On 9/17/21 14:31, Vermaas, Josh wrote:
> Hi Vlad,
> I've run NAMD on 4000 nodes, and it'll scale just fine (although the system was much larger than 500k atoms!). There are a few gotchas involved with multinode GPU NAMD. In no particular order:
> 1. This is an SMP build, yeah? Straight MPI builds with CUDA support are *possible* to build, but perform terribly relative to their SMP bretheren
> 2. I've found that each node performs best when a GPU gets its own rank/task that command dedicated CPUs. On the local resources here at MSU, that looks something like this:
> #!/bin/bash
> #SBATCH --gres=gpu:4 #4 GPUs per node
> #SBATCH --nodes=2
> #SBATCH --ntasks-per-node=4 #Number of tasks per node should match the number of GPUs
> #SBATCH --cpus-per-task=12 #48 CPUs total, means each task gets 12
> #SBATCH --gpu-bind=single:1 #Bind the GPU to a single task. Prevents a CPU from trying to distribute work over multiple GPUs, and lowers PCIE contention
> module use /mnt/home/vermaasj/modules
> module load NAMD/2.14-gpu
> #other modules are loaded automatically by the NAMD module.
> srun namd2 +ppn 11 +ignoresharing configfile.namd > logfile.log
> #With this setup, NAMD sees 8 logical nodes, 4 from each physical node.

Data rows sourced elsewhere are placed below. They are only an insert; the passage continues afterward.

//! In-memory document store.
//!
//! Used by the test suites and by `STORE_BACKEND=memory` for local runs.
//! Collections keep insertion order, so scans are deterministic.

use std::collections::HashMap;

use async_trait::async_trait;
use serde_json::{Map, Value};
use tokio::sync::RwLock;
use tracing::debug;
use uuid::Uuid;

use crate::error::StoreResult;
use crate::store::{DocumentStore, FieldFilter, Record};

/// Process-local store. Every operation takes the single lock, which also
/// makes `increment` atomic.
#[derive(Default)]
pub struct MemoryStore {
    collections: RwLock<HashMap<String, Vec<Record>>>,
}

impl MemoryStore {
    pub fn new() -> Self {
        Self::default()
    }

    /// Number of documents in a collection.
    pub async fn len(&self, collection: &str) -> usize {
        self.collections
            .read()
            .await
            .get(collection)
            .map(Vec::len)
            .unwrap_or(0)
    }
}

#[async_trait]
impl DocumentStore for MemoryStore {
    fn backend(&self) -> &'static str {
        "memory"
    }

    async fn insert(&self, collection: &str, fields: Map<String, Value>) -> StoreResult<String> {
        let id = Uuid::new_v4().simple().to_string();
        self.collections
            .write()
            .await
            .entry(collection.to_string())
            .or_default()
            .push(Record::new(id.clone(), fields));
        debug!(collection = %collection, id = %id, "Inserted document");
        Ok(id)
    }

    async fn get(&self, collection: &str, id: &str) -> StoreResult<Option<Record>> {
        let collections = self.collections.read().await;
        Ok(collections
            .get(collection)
            .and_then(|docs| docs.iter().find(|r| r.id == id))
            .cloned())
    }

    async fn find(&self, collection: &str, filter: Option<&FieldFilter>) -> StoreResult<Vec<Record>> {
        let collections = self.collections.read().await;
        let Some(docs) = collections.get(collection) else {
            return Ok(Vec::new());
        };
        Ok(docs
            .iter()
            .filter(|r| filter.map_or(true, |f| f.matches(&r.fields)))
            .cloned()
            .collect())
    }

    async fn replace_fields(
        &self,
        collection: &str,
        id: &str,
        mut fields: Map<String, Value>,
        field_paths: &[&str],
    ) -> StoreResult<bool> {
        let mut collections = self.collections.write().await;
        let Some(record) = collections
            .get_mut(collection)
            .and_then(|docs| docs.iter_mut().find(|r| r.id == id))
        else {
            return Ok(false);
        };

        for path in field_paths {
            match fields.remove(*path) {
                Some(value) => {
                    record.fields.insert(path.to_string(), value);
                }
                None => {
                    record.fields.remove(*path);
                }
            }
        }
        Ok(true)
    }

    async fn increment(
        &self,
        collection: &str,
        id: &str,
        field: &str,
        by: i64,
    ) -> StoreResult<Option<i64>> {
        let mut collections = self.collections.write().await;
        let Some(record) = collections
            .get_mut(collection)
            .and_then(|docs| docs.iter_mut().find(|r| r.id == id))
        else {
            return Ok(None);
        };

        let current = record.fields.get(field);
        let (stored, next) = match current {
            Some(Value::Number(n)) if n.is_i64() || n.is_u64() => {
                let next = n.as_i64().unwrap_or(i64::MAX).saturating_add(by);
                (Value::from(next), next)
            }
            Some(Value::Number(n)) => {
                let next = n.as_f64().unwrap_or_default() + by as f64;
                (Value::from(next), next as i64)
            }
            _ => (Value::from(by), by),
        };
        record.fields.insert(field.to_string(), stored);
        Ok(Some(next))
    }

    async fn delete(&self, collection: &str, id: &str) -> StoreResult<bool> {
        let mut collections = self.collections.write().await;
        let Some(docs) = collections.get_mut(collection) else {
            return Ok(false);
        };
        let before = docs.len();
        docs.retain(|r| r.id != id);
        Ok(docs.len() != before)
    }

    async fn ping(&self) -> StoreResult<()> {
        Ok(())
    }
}
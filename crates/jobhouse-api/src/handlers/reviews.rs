//! Customer review handlers.

use axum::extract::State;
use axum::Json;

use jobhouse_models::Review;

use crate::error::ApiResult;
use crate::state::AppState;

/// `GET /customerReviews`
pub async fn list_reviews(State(state): State<AppState>) -> ApiResult<Json<Vec<Review>>> {
    Ok(Json(state.reviews.list().await?))
}
//! Job application repository.

use std::sync::Arc;

use tracing::info;

use jobhouse_models::{InsertResult, JobApplication, JobApplicationDraft};

use super::decode_all;
use crate::error::StoreResult;
use crate::store::{DocumentStore, FieldFilter};

/// Repository for the append-only job applications collection.
#[derive(Clone)]
pub struct JobApplicationRepository {
    store: Arc<dyn DocumentStore>,
    collection: String,
}

impl JobApplicationRepository {
    pub fn new(store: Arc<dyn DocumentStore>, collection: impl Into<String>) -> Self {
        Self {
            store,
            collection: collection.into(),
        }
    }

    pub async fn create(&self, draft: &JobApplicationDraft) -> StoreResult<InsertResult> {
        let id = self.store.insert(&self.collection, draft.to_fields()).await?;
        info!(application_id = %id, email = draft.email().unwrap_or_default(), "Created job application");
        Ok(InsertResult::new(id))
    }

    /// All applications, or only those submitted by `email`.
    pub async fn list(&self, email: Option<&str>) -> StoreResult<Vec<JobApplication>> {
        let filter = email.map(|e| FieldFilter::eq("email", e));
        let records = self.store.find(&self.collection, filter.as_ref()).await?;
        decode_all(records)
    }

    pub async fn list_by_category(&self, category: &str) -> StoreResult<Vec<JobApplication>> {
        let filter = FieldFilter::eq("category", category);
        let records = self.store.find(&self.collection, Some(&filter)).await?;
        decode_all(records)
    }
}
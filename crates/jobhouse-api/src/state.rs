//! Application state.

use std::sync::Arc;

use jobhouse_firestore::FirestoreClient;
use jobhouse_store::{
    DocumentStore, JobApplicationRepository, JobRepository, MemoryStore, ReviewRepository,
};
use tracing::{info, warn};

use crate::auth::JwtKeys;
use crate::config::{ApiConfig, StoreBackend};

/// Shared application state.
#[derive(Clone)]
pub struct AppState {
    pub config: ApiConfig,
    pub store: Arc<dyn DocumentStore>,
    pub jobs: JobRepository,
    pub applications: JobApplicationRepository,
    pub reviews: ReviewRepository,
    pub jwt: JwtKeys,
}

impl AppState {
    /// Create application state, connecting to the configured store.
    pub async fn new(config: ApiConfig) -> Result<Self, Box<dyn std::error::Error>> {
        let store: Arc<dyn DocumentStore> = match config.store_backend {
            StoreBackend::Firestore => Arc::new(FirestoreClient::from_env().await?),
            StoreBackend::Memory => {
                warn!("Using the in-memory store; data is lost on restart");
                Arc::new(MemoryStore::new())
            }
        };
        info!(backend = store.backend(), "Document store ready");
        Ok(Self::with_store(config, store))
    }

    /// Create application state over an existing store.
    pub fn with_store(config: ApiConfig, store: Arc<dyn DocumentStore>) -> Self {
        let collections = &config.collections;
        Self {
            jobs: JobRepository::new(Arc::clone(&store), collections.jobs.clone()),
            applications: JobApplicationRepository::new(
                Arc::clone(&store),
                collections.applications.clone(),
            ),
            reviews: ReviewRepository::new(Arc::clone(&store), collections.reviews.clone()),
            jwt: JwtKeys::new(&config.token_secret, config.token_ttl_hours),
            store,
            config,
        }
    }
}
//! Store error types.

use jobhouse_models::DocumentIdError;
use thiserror::Error;

/// Result type for store operations.
pub type StoreResult<T> = Result<T, StoreError>;

/// Errors that can occur during store operations.
#[derive(Debug, Error)]
pub enum StoreError {
    #[error("Invalid document id: {0}")]
    InvalidId(#[from] DocumentIdError),

    #[error("Store unavailable: {0}")]
    Unavailable(String),

    #[error("Malformed document {id}: {reason}")]
    Malformed { id: String, reason: String },

    #[error("Store backend error: {0}")]
    Backend(String),
}

impl StoreError {
    pub fn unavailable(msg: impl Into<String>) -> Self {
        Self::Unavailable(msg.into())
    }

    pub fn backend(msg: impl Into<String>) -> Self {
        Self::Backend(msg.into())
    }

    pub fn malformed(id: impl Into<String>, reason: impl ToString) -> Self {
        Self::Malformed {
            id: id.into(),
            reason: reason.to_string(),
        }
    }
}
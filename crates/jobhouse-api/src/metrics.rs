//! Prometheus metrics for the API server.

use std::time::Instant;

use axum::body::Body;
use axum::http::{Request, Response};
use axum::middleware::Next;
use metrics::{counter, gauge, histogram};
use metrics_exporter_prometheus::{BuildError, PrometheusBuilder, PrometheusHandle};

/// Install the Prometheus recorder.
/// Returns a handle that can be used to render metrics.
pub fn init_metrics() -> Result<PrometheusHandle, BuildError> {
    PrometheusBuilder::new().install_recorder()
}

/// Metric names as constants for consistency.
pub mod names {
    pub const HTTP_REQUESTS_TOTAL: &str = "jobhouse_http_requests_total";
    pub const HTTP_REQUEST_DURATION_SECONDS: &str = "jobhouse_http_request_duration_seconds";
    pub const HTTP_REQUESTS_IN_FLIGHT: &str = "jobhouse_http_requests_in_flight";

    pub const AUTH_FAILURES_TOTAL: &str = "jobhouse_auth_failures_total";
    pub const TOKENS_ISSUED_TOTAL: &str = "jobhouse_tokens_issued_total";
}

/// Routes whose next path segment is a parameter, with the label used for it.
const PARAMETERIZED: [(&str, &str); 6] = [
    ("jobsById", ":id"),
    ("jobApplicant", ":id"),
    ("jobsByEmail", ":id"),
    ("jobByCategory", ":category"),
    ("jobByTitle", ":jobTitle"),
    ("jobAppliesByEmail", ":category"),
];

/// Record an HTTP request.
pub fn record_http_request(method: &str, path: &str, status: u16, duration_secs: f64) {
    let labels = [
        ("method", method.to_string()),
        ("path", sanitize_path(path)),
        ("status", status.to_string()),
    ];

    counter!(names::HTTP_REQUESTS_TOTAL, &labels).increment(1);
    histogram!(names::HTTP_REQUEST_DURATION_SECONDS, &labels).record(duration_secs);
}

/// Record a rejected token.
pub fn record_auth_failure(reason: &'static str) {
    counter!(names::AUTH_FAILURES_TOTAL, "reason" => reason).increment(1);
}

pub fn record_token_issued() {
    counter!(names::TOKENS_ISSUED_TOTAL).increment(1);
}

/// Replace path parameters with placeholders so label cardinality stays
/// bounded.
fn sanitize_path(path: &str) -> String {
    let mut out = Vec::new();
    let mut placeholder: Option<&str> = None;
    for segment in path.split('/') {
        match placeholder.take() {
            Some(label) if !segment.is_empty() => out.push(label),
            _ => {
                placeholder = PARAMETERIZED
                    .iter()
                    .find(|(route, _)| *route == segment)
                    .map(|(_, label)| *label);
                out.push(segment);
            }
        }
    }
    out.join("/")
}

/// Metrics middleware for HTTP requests.
pub async fn metrics_middleware(request: Request<Body>, next: Next) -> Response<Body> {
    let method = request.method().to_string();
    let path = request.uri().path().to_string();
    let start = Instant::now();

    gauge!(names::HTTP_REQUESTS_IN_FLIGHT).increment(1.0);
    let response = next.run(request).await;
    gauge!(names::HTTP_REQUESTS_IN_FLIGHT).decrement(1.0);

    record_http_request(
        &method,
        &path,
        response.status().as_u16(),
        start.elapsed().as_secs_f64(),
    );

    response
}
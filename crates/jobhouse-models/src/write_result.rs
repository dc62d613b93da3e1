//! Acknowledgements returned by write endpoints.
//!
//! The single-page client reads `insertedId`, `matchedCount`,
//! `modifiedCount` and `deletedCount`, so the field names are fixed.

use serde::{Deserialize, Serialize};

/// Result of inserting one document.
#[derive(Debug, Clone, PartialEq, Eq, Serialize, Deserialize)]
#[serde(rename_all = "camelCase")]
pub struct InsertResult {
    pub acknowledged: bool,
    pub inserted_id: String,
}

impl InsertResult {
    pub fn new(inserted_id: impl Into<String>) -> Self {
        Self {
            acknowledged: true,
            inserted_id: inserted_id.into(),
        }
    }
}

/// Result of updating (replacing or incrementing) one document.
#[derive(Debug, Clone, PartialEq, Eq, Serialize, Deserialize)]
#[serde(rename_all = "camelCase")]
pub struct UpdateResult {
    pub acknowledged: bool,
    pub matched_count: u64,
    pub modified_count: u64,
}

impl UpdateResult {
    /// A single-document update that either matched and applied, or found nothing.
    pub fn single(matched: bool) -> Self {
        let count = u64::from(matched);
        Self {
            acknowledged: true,
            matched_count: count,
            modified_count: count,
        }
    }
}

/// Result of deleting one document.
#[derive(Debug, Clone, PartialEq, Eq, Serialize, Deserialize)]
#[serde(rename_all = "camelCase")]
pub struct DeleteResult {
    pub acknowledged: bool,
    pub deleted_count: u64,
}

impl DeleteResult {
    pub fn single(deleted: bool) -> Self {
        Self {
            acknowledged: true,
            deleted_count: u64::from(deleted),
        }
    }
}
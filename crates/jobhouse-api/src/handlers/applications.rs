//! Job application handlers.

use axum::extract::{Path, Query, State};
use axum::Json;
use axum_extra::extract::WithRejection;
use validator::Validate;

use jobhouse_models::{InsertResult, JobApplication, JobApplicationDraft};

use crate::error::{ApiError, ApiResult};
use crate::handlers::jobs::EmailQuery;
use crate::state::AppState;

/// `POST /jobApplies`
pub async fn create_application(
    State(state): State<AppState>,
    WithRejection(Json(draft), _): WithRejection<Json<JobApplicationDraft>, ApiError>,
) -> ApiResult<Json<InsertResult>> {
    draft.validate()?;
    Ok(Json(state.applications.create(&draft).await?))
}

/// `GET /jobAppliesByEmail[?email=]`: every application, or one applicant's.
pub async fn list_applications(
    State(state): State<AppState>,
    Query(query): Query<EmailQuery>,
) -> ApiResult<Json<Vec<JobApplication>>> {
    let email = query.email.as_deref().filter(|e| !e.is_empty());
    Ok(Json(state.applications.list(email).await?))
}

/// `GET /jobAppliesByEmail/:category`
pub async fn applications_by_category(
    State(state): State<AppState>,
    Path(category): Path<String>,
) -> ApiResult<Json<Vec<JobApplication>>> {
    Ok(Json(state.applications.list_by_category(&category).await?))
}
//! Firestore REST API types and JSON conversions.

use std::collections::HashMap;

use serde::{Deserialize, Serialize};
use serde_json::{Map, Number, Value as Json};

/// Firestore document value types.
#[derive(Debug, Clone, PartialEq, Serialize, Deserialize)]
#[serde(rename_all = "camelCase")]
pub enum Value {
    NullValue(()),
    BooleanValue(bool),
    IntegerValue(String), // int64 travels as a decimal string
    DoubleValue(f64),
    TimestampValue(String),
    StringValue(String),
    BytesValue(String),
    ReferenceValue(String),
    GeoPointValue(GeoPoint),
    ArrayValue(ArrayValue),
    MapValue(MapValue),
}

#[derive(Debug, Clone, PartialEq, Serialize, Deserialize)]
pub struct GeoPoint {
    pub latitude: f64,
    pub longitude: f64,
}

#[derive(Debug, Clone, PartialEq, Default, Serialize, Deserialize)]
pub struct ArrayValue {
    #[serde(default, skip_serializing_if = "Option::is_none")]
    pub values: Option<Vec<Value>>,
}

#[derive(Debug, Clone, PartialEq, Default, Serialize, Deserialize)]
pub struct MapValue {
    #[serde(default, skip_serializing_if = "Option::is_none")]
    pub fields: Option<HashMap<String, Value>>,
}

/// Firestore document.
#[derive(Debug, Clone, Default, Serialize, Deserialize)]
#[serde(rename_all = "camelCase")]
pub struct Document {
    /// Full resource name, `projects/.../documents/{collection}/{id}`.
    #[serde(skip_serializing_if = "Option::is_none")]
    pub name: Option<String>,
    #[serde(default, skip_serializing_if = "Option::is_none")]
    pub fields: Option<HashMap<String, Value>>,
    #[serde(skip_serializing_if = "Option::is_none")]
    pub create_time: Option<String>,
    #[serde(skip_serializing_if = "Option::is_none")]
    pub update_time: Option<String>,
}

impl Document {
    pub fn new(fields: HashMap<String, Value>) -> Self {
        Self {
            fields: Some(fields),
            ..Self::default()
        }
    }

    /// Document id: the last segment of the resource name.
    pub fn id(&self) -> Option<&str> {
        self.name.as_deref().and_then(|n| n.rsplit('/').next())
    }

    /// Document fields as a JSON object.
    pub fn to_json_fields(&self) -> Map<String, Json> {
        self.fields
            .as_ref()
            .map(|fields| {
                fields
                    .iter()
                    .map(|(k, v)| (k.clone(), Json::from_firestore_value(v).unwrap_or(Json::Null)))
                    .collect()
            })
            .unwrap_or_default()
    }
}

/// Convert a JSON object into Firestore document fields.
pub fn fields_from_json(fields: &Map<String, Json>) -> HashMap<String, Value> {
    fields
        .iter()
        .map(|(k, v)| (k.clone(), v.to_firestore_value()))
        .collect()
}

// ============================================================================
// Queries
// ============================================================================

#[derive(Debug, Clone, Serialize)]
#[serde(rename_all = "camelCase")]
pub struct RunQueryRequest {
    pub structured_query: StructuredQuery,
}

#[derive(Debug, Clone, Serialize)]
pub struct StructuredQuery {
    pub from: Vec<CollectionSelector>,
    #[serde(rename = "where", skip_serializing_if = "Option::is_none")]
    pub filter: Option<Filter>,
}

impl StructuredQuery {
    /// Whole-collection scan, optionally narrowed by one equality filter.
    pub fn collection(collection_id: &str, equals: Option<(&str, Value)>) -> Self {
        Self {
            from: vec![CollectionSelector {
                collection_id: collection_id.to_string(),
            }],
            filter: equals.map(|(field, value)| Filter {
                field_filter: FieldFilter {
                    field: FieldReference {
                        field_path: field.to_string(),
                    },
                    op: "EQUAL".to_string(),
                    value,
                },
            }),
        }
    }
}

#[derive(Debug, Clone, Serialize)]
#[serde(rename_all = "camelCase")]
pub struct CollectionSelector {
    pub collection_id: String,
}

#[derive(Debug, Clone, Serialize)]
#[serde(rename_all = "camelCase")]
pub struct Filter {
    pub field_filter: FieldFilter,
}

#[derive(Debug, Clone, Serialize)]
pub struct FieldFilter {
    pub field: FieldReference,
    pub op: String,
    pub value: Value,
}

#[derive(Debug, Clone, Serialize)]
#[serde(rename_all = "camelCase")]
pub struct FieldReference {
    pub field_path: String,
}

/// One element of the `:runQuery` response stream. Elements without a
/// document carry only progress metadata.
#[derive(Debug, Clone, Deserialize)]
#[serde(rename_all = "camelCase")]
pub struct RunQueryResponse {
    #[serde(default)]
    pub document: Option<Document>,
    #[serde(default)]
    pub read_time: Option<String>,
}

// ============================================================================
// Writes
// ============================================================================

/// Document field mask for partial updates.
#[derive(Debug, Clone, Serialize, Deserialize)]
#[serde(rename_all = "camelCase")]
pub struct DocumentMask {
    pub field_paths: Vec<String>,
}

/// Precondition for a write operation.
#[derive(Debug, Clone, Serialize, Deserialize)]
#[serde(rename_all = "camelCase")]
pub struct Precondition {
    #[serde(skip_serializing_if = "Option::is_none")]
    pub exists: Option<bool>,
    #[serde(skip_serializing_if = "Option::is_none")]
    pub update_time: Option<String>,
}

impl Precondition {
    pub fn must_exist() -> Self {
        Self {
            exists: Some(true),
            update_time: None,
        }
    }
}

/// A single write in a commit.
#[derive(Debug, Clone, Serialize)]
#[serde(rename_all = "camelCase")]
pub struct Write {
    #[serde(skip_serializing_if = "Option::is_none")]
    pub transform: Option<DocumentTransform>,
    #[serde(skip_serializing_if = "Option::is_none")]
    pub current_document: Option<Precondition>,
}

#[derive(Debug, Clone, Serialize)]
#[serde(rename_all = "camelCase")]
pub struct DocumentTransform {
    /// Full resource name of the target document.
    pub document: String,
    pub field_transforms: Vec<FieldTransform>,
}

#[derive(Debug, Clone, Serialize)]
#[serde(rename_all = "camelCase")]
pub struct FieldTransform {
    pub field_path: String,
    pub increment: Value,
}

#[derive(Debug, Clone, Serialize)]
pub struct CommitRequest {
    pub writes: Vec<Write>,
}

#[derive(Debug, Clone, Default, Deserialize)]
#[serde(rename_all = "camelCase")]
pub struct CommitResponse {
    #[serde(default)]
    pub write_results: Vec<WriteResult>,
    #[serde(default)]
    pub commit_time: Option<String>,
}

#[derive(Debug, Clone, Default, Deserialize)]
#[serde(rename_all = "camelCase")]
pub struct WriteResult {
    #[serde(default)]
    pub update_time: Option<String>,
    /// Post-transform values, one per field transform.
    #[serde(default)]
    pub transform_results: Vec<Value>,
}

// ============================================================================
// Conversions
// ============================================================================

/// Convert a Rust value to Firestore Value.
pub trait ToFirestoreValue {
    fn to_firestore_value(&self) -> Value;
}

impl ToFirestoreValue for i64 {
    fn to_firestore_value(&self) -> Value {
        Value::IntegerValue(self.to_string())
    }
}

impl ToFirestoreValue for &str {
    fn to_firestore_value(&self) -> Value {
        Value::StringValue(self.to_string())
    }
}

impl ToFirestoreValue for Json {
    fn to_firestore_value(&self) -> Value {
        match self {
            Json::Null => Value::NullValue(()),
            Json::Bool(b) => Value::BooleanValue(*b),
            Json::Number(n) => match n.as_i64() {
                Some(i) => Value::IntegerValue(i.to_string()),
                None => Value::DoubleValue(n.as_f64().unwrap_or_default()),
            },
            Json::String(s) => Value::StringValue(s.clone()),
            Json::Array(items) => Value::ArrayValue(ArrayValue {
                values: Some(items.iter().map(|v| v.to_firestore_value()).collect()),
            }),
            Json::Object(map) => Value::MapValue(MapValue {
                fields: Some(fields_from_json(map)),
            }),
        }
    }
}

/// Convert Firestore Value to Rust type.
pub trait FromFirestoreValue: Sized {
    fn from_firestore_value(value: &Value) -> Option<Self>;
}

impl FromFirestoreValue for i64 {
    fn from_firestore_value(value: &Value) -> Option<Self> {
        match value {
            Value::IntegerValue(s) => s.parse().ok(),
            Value::DoubleValue(f) => Some(*f as i64),
            _ => None,
        }
    }
}

impl FromFirestoreValue for String {
    fn from_firestore_value(value: &Value) -> Option<Self> {
        match value {
            Value::StringValue(s) => Some(s.clone()),
            _ => None,
        }
    }
}

/// Every Firestore value has a JSON rendering; timestamps, bytes and
/// references become strings, geo points become `{latitude, longitude}`.
impl FromFirestoreValue for Json {
    fn from_firestore_value(value: &Value) -> Option<Self> {
        let json = match value {
            Value::NullValue(()) => Json::Null,
            Value::BooleanValue(b) => Json::Bool(*b),
            Value::IntegerValue(s) => match s.parse::<i64>() {
                Ok(i) => Json::Number(i.into()),
                Err(_) => Json::String(s.clone()),
            },
            Value::DoubleValue(f) => Number::from_f64(*f).map(Json::Number).unwrap_or(Json::Null),
            Value::TimestampValue(s)
            | Value::StringValue(s)
            | Value::BytesValue(s)
            | Value::ReferenceValue(s) => Json::String(s.clone()),
            Value::GeoPointValue(p) => serde_json::json!({
                "latitude": p.latitude,
                "longitude": p.longitude,
            }),
            Value::ArrayValue(a) => Json::Array(
                a.values
                    .iter()
                    .flatten()
                    .map(|v| Json::from_firestore_value(v).unwrap_or(Json::Null))
                    .collect(),
            ),
            Value::MapValue(m) => Json::Object(
                m.fields
                    .iter()
                    .flatten()
                    .map(|(k, v)| (k.clone(), Json::from_firestore_value(v).unwrap_or(Json::Null)))
                    .collect(),
            ),
        };
        Some(json)
    }
}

> 3. Set expectations appropriately. 10 nodes with 4 GPUs each = 40 GPUs. If the only thing you were doing is simulating 500k atoms (no replicas or anything), each GPU is responsible for ~10k atoms. There are two layers of communication for NAMD 2.14 on GPUs, transfers across the PCIe bus between GPU and CPU every timestep, and communication between logical nodes whenever pairlists get recomputed. If there isn't enough work for each GPU to do, those extra communication steps are going to murder performance. TLDR, at some point the scaling will break down, and for a system that small, it might happen before you think it will.
> 4. If the simulations you are planning are going to be regular equilibrium simulations, NAMD3 will likely be faster on modern hardware, as it eliminates CPU-GPU communication at most timesteps.
> -Josh
> On 9/17/21, 6:44 AM," on behalf of Vlad Cojocaru" < on behalf of> wrote:
> Dear all,
> We have been doing some tests with the CUDA (11 I believe) accelerated
> version of NAMD 2.14 on a remote supercomputer. On 1 node (96 threads, 4
> GPUs), we see a 10 fold acceleration compared to a non-CUDA NAMD 2.14.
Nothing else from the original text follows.